INSTRUCTIONS TO FOLLOW >>
Print the data below exactly, but only the lines from the one containing "use crate::core::config::GameConfig;" down to the one containing "let mut rng = GameRng::new(seed);", inclusive.

** Opening SUPPLIED MATERIAL block **

//! Deck construction and dealing.
//!
//! The deck is shuffled exactly once, at game start; every later deal
//! cycle just consumes more of the same permutation. Cards come off
//! the end of the deck vector (top = end, as everywhere in the crate),
//! alternating player 0 first.
//!
//! Redeal tops each hand up to the configured hand size; in the normal
//! flow both hands are empty when it fires, so each player receives a
//! fresh full hand until the deck runs dry.

use crate::core::card::Card;
use crate::core::config::GameConfig;
use crate::core::player::PlayerId;
use crate::core::rng::GameRng;
use crate::core::state::GameState;

/// Build, shuffle, and deal the opening state for a game.
///
/// The same seed always produces the same deal.
#[must_use]
pub fn new_game(config: &GameConfig, seed: u64) -> GameState {
    let mut cards = Card::deck();
    let mut rng = GameRng::new(seed);
    rng.shuffle(&mut cards);

    let mut state = GameState::new();
    state.deck = cards.into_iter().collect();
    deal_hands(&mut state, config.hand_size);
    state
}

/// Deal from the deck until each hand holds `hand_size` cards or the
/// deck is empty, one card at a time, player 0 first.
pub(crate) fn deal_hands(state: &mut GameState, hand_size: usize) {
    loop {
        let mut dealt = false;
        for player in PlayerId::BOTH {
            if state.hands[player].len() < hand_size {
                if let Some(card) = state.deck.pop_back() {
                    state.hands[player].push_back(card);
                    dealt = true;
                }
            }
        }
        if !dealt {
            break;
        }
    }
}
// src/models/order.rs

use chrono::{DateTime, NaiveDate, Utc};
use rust_decimal::Decimal;
use serde::{Deserialize, Serialize};
use sqlx::FromRow;
use utoipa::ToSchema;
use uuid::Uuid;

use crate::models::auth::User;

// --- ENUMS ---

/// Status canônico da OS. O vocabulário legado em inglês
/// (PENDING/IN_ANALYSIS/COMPLETED/DELIVERED) é aceito na entrada via
/// `alias`; a resposta sai sempre na forma canônica. A tabela de
/// rótulos/cores fica em `domain::status`.
#[derive(Debug, Clone, Copy, PartialEq, Eq, Hash, Serialize, Deserialize, sqlx::Type, ToSchema)]
#[sqlx(type_name = "order_status", rename_all = "SCREAMING_SNAKE_CASE")]
#[serde(rename_all = "SCREAMING_SNAKE_CASE")]
pub enum OrderStatus {
    #[serde(alias = "PENDING")]
    NaoIniciado,
    #[serde(alias = "IN_ANALYSIS")]
    EmAndamento,
    #[serde(alias = "COMPLETED")]
    Finalizado,
    #[serde(alias = "DELIVERED")]
    Entregue,
    Cancelado,
}

/// Vocabulário fechado de aparelhos. Fonte única de verdade: criação,
/// edição e exibição usam este enum.
#[derive(Debug, Clone, Copy, PartialEq, Eq, Serialize, Deserialize, sqlx::Type, ToSchema)]
#[sqlx(type_name = "appliance_type", rename_all = "SCREAMING_SNAKE_CASE")]
#[serde(rename_all = "SCREAMING_SNAKE_CASE")]
pub enum ApplianceType {
    #[serde(alias = "Geladeira")]
    Geladeira,
    #[serde(alias = "Micro-ondas")]
    MicroOndas,
    #[serde(alias = "Cafeteira")]
    Cafeteira,
    #[serde(alias = "Liquidificador")]
    Liquidificador,
    #[serde(alias = "Ferro de Passar")]
    FerroDePassar,
    #[serde(alias = "Ar Condicionado")]
    ArCondicionado,
    #[serde(alias = "Máquina de Lavar")]
    MaquinaDeLavar,
    #[serde(alias = "Fogão")]
    Fogao,
    #[serde(alias = "Ventilador")]
    Ventilador,
    #[serde(alias = "Outro")]
    Outro,
}

impl ApplianceType {
    pub const ALL: [ApplianceType; 10] = [
        ApplianceType::Geladeira,
        ApplianceType::MicroOndas,
        ApplianceType::Cafeteira,
        ApplianceType::Liquidificador,
        ApplianceType::FerroDePassar,
        ApplianceType::ArCondicionado,
        ApplianceType::MaquinaDeLavar,
        ApplianceType::Fogao,
        ApplianceType::Ventilador,
        ApplianceType::Outro,
    ];

    /// Rótulo de exibição em português.
    pub fn label(&self) -> &'static str {
        match self {
            ApplianceType::Geladeira => "Geladeira",
            ApplianceType::MicroOndas => "Micro-ondas",
            ApplianceType::Cafeteira => "Cafeteira",
            ApplianceType::Liquidificador => "Liquidificador",
            ApplianceType::FerroDePassar => "Ferro de Passar",
            ApplianceType::ArCondicionado => "Ar Condicionado",
            ApplianceType::MaquinaDeLavar => "Máquina de Lavar",
            ApplianceType::Fogao => "Fogão",
            ApplianceType::Ventilador => "Ventilador",
            ApplianceType::Outro => "Outro",
        }
    }

    /// Interpreta o texto vindo do formulário: aceita o rótulo de
    /// exibição ou o nome canônico, sem diferenciar maiúsculas.
    /// Retorna None para texto em branco (linha descartada no envio).
    pub fn from_label(raw: &str) -> Option<Result<ApplianceType, String>> {
        let trimmed = raw.trim();
        if trimmed.is_empty() {
            return None;
        }
        let lowered = trimmed.to_lowercase();
        for kind in ApplianceType::ALL {
            if kind.label().to_lowercase() == lowered || kind.canonical_name().to_lowercase() == lowered {
                return Some(Ok(kind));
            }
        }
        Some(Err(trimmed.to_string()))
    }

    fn canonical_name(&self) -> &'static str {
        match self {
            ApplianceType::Geladeira => "GELADEIRA",
            ApplianceType::MicroOndas => "MICRO_ONDAS",
            ApplianceType::Cafeteira => "CAFETEIRA",
            ApplianceType::Liquidificador => "LIQUIDIFICADOR",
            ApplianceType::FerroDePassar => "FERRO_DE_PASSAR",
            ApplianceType::ArCondicionado => "AR_CONDICIONADO",
            ApplianceType::MaquinaDeLavar => "MAQUINA_DE_LAVAR",
            ApplianceType::Fogao => "FOGAO",
            ApplianceType::Ventilador => "VENTILADOR",
            ApplianceType::Outro => "OUTRO",
        }
    }
}

#[derive(Debug, Clone, Copy, PartialEq, Eq, Serialize, Deserialize, sqlx::Type, ToSchema)]
#[sqlx(type_name = "voltage")]
pub enum Voltage {
    #[serde(rename = "127V")]
    #[sqlx(rename = "V127")]
    V127,
    #[serde(rename = "220V")]
    #[sqlx(rename = "V220")]
    V220,
    #[serde(rename = "Bivolt")]
    #[sqlx(rename = "BIVOLT")]
    Bivolt,
}

// --- REGISTROS PERSISTIDOS ---

#[derive(Debug, Clone, Serialize, FromRow, ToSchema)]
#[serde(rename_all = "camelCase")]
pub struct Order {
    pub id: Uuid,
    pub user_id: Uuid,
    pub status: OrderStatus,
    pub received_at: NaiveDate,
    pub deadline: Option<NaiveDate>,
    #[schema(example = "90 dias")]
    pub warranty: Option<String>,
    #[schema(example = "10.00")]
    pub discount: Decimal,
    pub notes: Option<String>,
    pub service_description: Option<String>,
    pub invoice_number: Option<String>,
    pub return_guarantee: bool,
    pub fabric_guarantee: bool,
    pub created_at: DateTime<Utc>,
    pub updated_at: DateTime<Utc>,
}

#[derive(Debug, Clone, Serialize, FromRow, ToSchema)]
#[serde(rename_all = "camelCase")]
pub struct OrderAppliance {
    pub id: Uuid,
    pub order_id: Uuid,
    pub appliance_type: ApplianceType,
    pub brand: Option<String>,
    pub model: Option<String>,
    pub voltage: Option<Voltage>,
    pub serial_number: Option<String>,
    pub customer_note: Option<String>,
    #[schema(example = "50.00")]
    pub labor_value: Option<Decimal>,
    pub created_at: DateTime<Utc>,
}

impl OrderAppliance {
    pub fn to_item(&self) -> ApplianceItem {
        ApplianceItem {
            id: Some(self.id),
            appliance_type: self.appliance_type,
            brand: self.brand.clone(),
            model: self.model.clone(),
            voltage: self.voltage,
            serial_number: self.serial_number.clone(),
            customer_note: self.customer_note.clone(),
            labor_value: self.labor_value,
        }
    }
}

#[derive(Debug, Clone, Serialize, FromRow, ToSchema)]
#[serde(rename_all = "camelCase")]
pub struct OrderPart {
    pub id: Uuid,
    pub order_id: Uuid,
    pub component_id: Option<Uuid>,
    pub name: String,
    pub unit_price: Decimal,
    pub quantity: i32,
    pub created_at: DateTime<Utc>,
}

impl OrderPart {
    pub fn to_item(&self) -> PartItem {
        PartItem {
            id: Some(self.id),
            component_id: self.component_id,
            name: self.name.clone(),
            unit_price: self.unit_price,
            quantity: self.quantity,
            removed: false,
        }
    }
}

// --- ITENS EM EDIÇÃO (o "rascunho" de uma linha) ---

/// Aparelho como circula na sessão de edição e no payload de PATCH.
/// `id == None` significa item ainda não persistido.
#[derive(Debug, Clone, Serialize, Deserialize, ToSchema)]
#[serde(rename_all = "camelCase")]
pub struct ApplianceItem {
    pub id: Option<Uuid>,
    pub appliance_type: ApplianceType,
    pub brand: Option<String>,
    pub model: Option<String>,
    pub voltage: Option<Voltage>,
    pub serial_number: Option<String>,
    pub customer_note: Option<String>,
    pub labor_value: Option<Decimal>,
}

/// Peça na sessão de edição. A remoção é marcada no lugar (quantidade
/// zerada + flag) em vez de tirar a linha do vetor, para a tela manter
/// os índices estáveis até o salvamento.
#[derive(Debug, Clone, Serialize, Deserialize, ToSchema)]
#[serde(rename_all = "camelCase")]
pub struct PartItem {
    pub id: Option<Uuid>,
    pub component_id: Option<Uuid>,
    pub name: String,
    pub unit_price: Decimal,
    pub quantity: i32,

    #[serde(skip)]
    #[schema(ignore)]
    pub removed: bool,
}

// --- PAYLOADS ---

/// Linha de aparelho como chega do formulário de criação: o tipo vem
/// como texto livre (pode estar em branco) e os valores monetários como
/// texto, interpretados na fronteira pelo `domain::draft`.
#[derive(Debug, Clone, Default, Deserialize, ToSchema)]
#[serde(rename_all = "camelCase")]
pub struct ApplianceDraft {
    #[serde(default, rename = "type")]
    #[schema(example = "Micro-ondas")]
    pub appliance_type: String,
    pub brand: Option<String>,
    pub model: Option<String>,
    pub voltage: Option<Voltage>,
    #[serde(alias = "serial")]
    pub serial_number: Option<String>,
    pub customer_note: Option<String>,
    #[schema(example = "50.00")]
    pub labor_value: Option<String>,
}

/// Linha de peça do formulário de criação. Só entra no payload final se
/// tiver componente selecionado e quantidade preenchida.
#[derive(Debug, Clone, Default, Deserialize, ToSchema)]
#[serde(rename_all = "camelCase")]
pub struct PartDraft {
    #[serde(alias = "id")]
    pub component_id: Option<Uuid>,
    #[schema(example = "2")]
    pub quantity: Option<String>,
}

#[derive(Debug, Deserialize, ToSchema)]
#[serde(rename_all = "camelCase")]
pub struct CreateOrderPayload {
    pub user_id: Option<Uuid>,

    #[serde(default)]
    pub appliances: Vec<ApplianceDraft>,
    #[serde(default)]
    pub parts: Vec<PartDraft>,

    pub discount: Option<String>,
    #[schema(example = "25/08/2026")]
    pub received_at: Option<String>,
    pub deadline: Option<String>,
    pub warranty: Option<String>,
    pub service_description: Option<String>,
    pub notes: Option<String>,
    #[serde(alias = "nf")]
    pub invoice_number: Option<String>,

    #[serde(default)]
    pub return_guarantee: bool,
    #[serde(default)]
    pub fabric_guarantee: bool,
}

/// Corpo do PATCH /orders/{id}: campos escalares + itens sobreviventes
/// da sessão de edição, cada um com id quando já persistido.
#[derive(Debug, Clone, Deserialize, Serialize, ToSchema)]
#[serde(rename_all = "camelCase")]
pub struct UpdateOrderPayload {
    pub status: OrderStatus,
    pub service_description: Option<String>,
    #[serde(default)]
    pub appliances: Vec<ApplianceItem>,
    #[serde(default)]
    pub parts: Vec<PartItem>,
}

// --- RESPOSTA COMPLETA ---

#[derive(Debug, Serialize, ToSchema)]
#[serde(rename_all = "camelCase")]
pub struct OrderDetail {
    #[serde(flatten)]
    pub header: Order,
    pub user: User,
    pub appliances: Vec<OrderAppliance>,
    pub parts: Vec<OrderPart>,

    // Totais derivados (domain::pricing); nunca armazenados.
    #[schema(example = "20.00")]
    pub parts_total: Decimal,
    #[schema(example = "50.00")]
    pub labor_total: Decimal,
    #[schema(example = "70.00")]
    pub total_value: Decimal,
}
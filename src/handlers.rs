pub mod announcements;
pub mod auth;
pub mod cep;
pub mod components;
pub mod dashboard;
pub mod orders;
pub mod users;
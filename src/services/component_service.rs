// src/services/component_service.rs

use rust_decimal::Decimal;
use sqlx::PgPool;
use uuid::Uuid;

use crate::{
    common::error::AppError,
    db::ComponentRepository,
    domain::lookup,
    models::component::{Component, ComponentPayload},
};

#[derive(Clone)]
pub struct ComponentService {
    repo: ComponentRepository,
}

impl ComponentService {
    pub fn new(repo: ComponentRepository) -> Self {
        Self { repo }
    }

    pub async fn create(
        &self,
        pool: &PgPool,
        payload: &ComponentPayload,
    ) -> Result<Component, AppError> {
        self.guard_non_negative(payload)?;
        self.repo.create(pool, payload).await
    }

    /// Catálogo completo; com `query`, aplica a busca aproximada do
    /// domain::lookup (nome, descrição e código).
    pub async fn list(
        &self,
        pool: &PgPool,
        query: Option<&str>,
    ) -> Result<Vec<Component>, AppError> {
        let components = self.repo.list(pool).await?;

        let Some(query) = query.map(str::trim).filter(|q| !q.is_empty()) else {
            return Ok(components);
        };

        let matched: Vec<Uuid> = lookup::match_components(query, &components)
            .into_iter()
            .map(|c| c.id)
            .collect();

        Ok(components
            .into_iter()
            .filter(|c| matched.contains(&c.id))
            .collect())
    }

    pub async fn update(
        &self,
        pool: &PgPool,
        id: Uuid,
        payload: &ComponentPayload,
    ) -> Result<Component, AppError> {
        self.guard_non_negative(payload)?;
        self.repo.update(pool, id, payload).await
    }

    pub async fn delete(&self, pool: &PgPool, id: Uuid) -> Result<(), AppError> {
        let deleted = self.repo.delete(pool, id).await?;
        if deleted == 0 {
            return Err(AppError::NotFound("Peça"));
        }
        Ok(())
    }

    // O CHECK do banco também barra, mas aqui a falha vira mensagem de
    // validação em vez de erro 500.
    fn guard_non_negative(&self, payload: &ComponentPayload) -> Result<(), AppError> {
        if payload.quantity < 0 || payload.unit_price < Decimal::ZERO {
            let mut errors = validator::ValidationErrors::new();
            let mut err = validator::ValidationError::new("range");
            err.message = Some("Quantidade e preço não podem ser negativos.".into());
            errors.add("unitPrice", err);
            return Err(AppError::ValidationError(errors));
        }
        Ok(())
    }
}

** Closing SUPPLIED MATERIAL block **

ANSWER TO THIS EXERCISE >>
use crate::core::config::GameConfig;
use crate::core::player::PlayerId;
use crate::core::rng::GameRng;
use crate::core::state::GameState;

/// Build, shuffle, and deal the opening state for a game.
///
/// The same seed always produces the same deal.
#[must_use]
pub fn new_game(config: &GameConfig, seed: u64) -> GameState {
    let mut cards = Card::deck();
    let mut rng = GameRng::new(seed);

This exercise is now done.